What to work on
Search the material for "Serialize" and copy each line in which it is found.

Data
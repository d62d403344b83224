use serde::{Deserialize, Serialize};
use utoipa::ToSchema;

/// A WGS84 coordinate. Franchise service areas are stored as an ordered
/// ring of these, implicitly closed.
#[derive(Debug, Clone, Copy, PartialEq, Serialize, Deserialize, ToSchema)]
#[serde(deny_unknown_fields)]
pub struct GeoPoint {
    pub lat: f64,
    pub lng: f64,
}

impl GeoPoint {
    pub fn new(lat: f64, lng: f64) -> Self {
        Self { lat, lng }
    }

    /// Whether both components are inside the valid WGS84 envelope.
    pub fn in_bounds(&self) -> bool {
        (-90.0..=90.0).contains(&self.lat) && (-180.0..=180.0).contains(&self.lng)
    }
}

Response area
use serde::{Deserialize, Serialize};
#[derive(Debug, Clone, Copy, PartialEq, Serialize, Deserialize, ToSchema)]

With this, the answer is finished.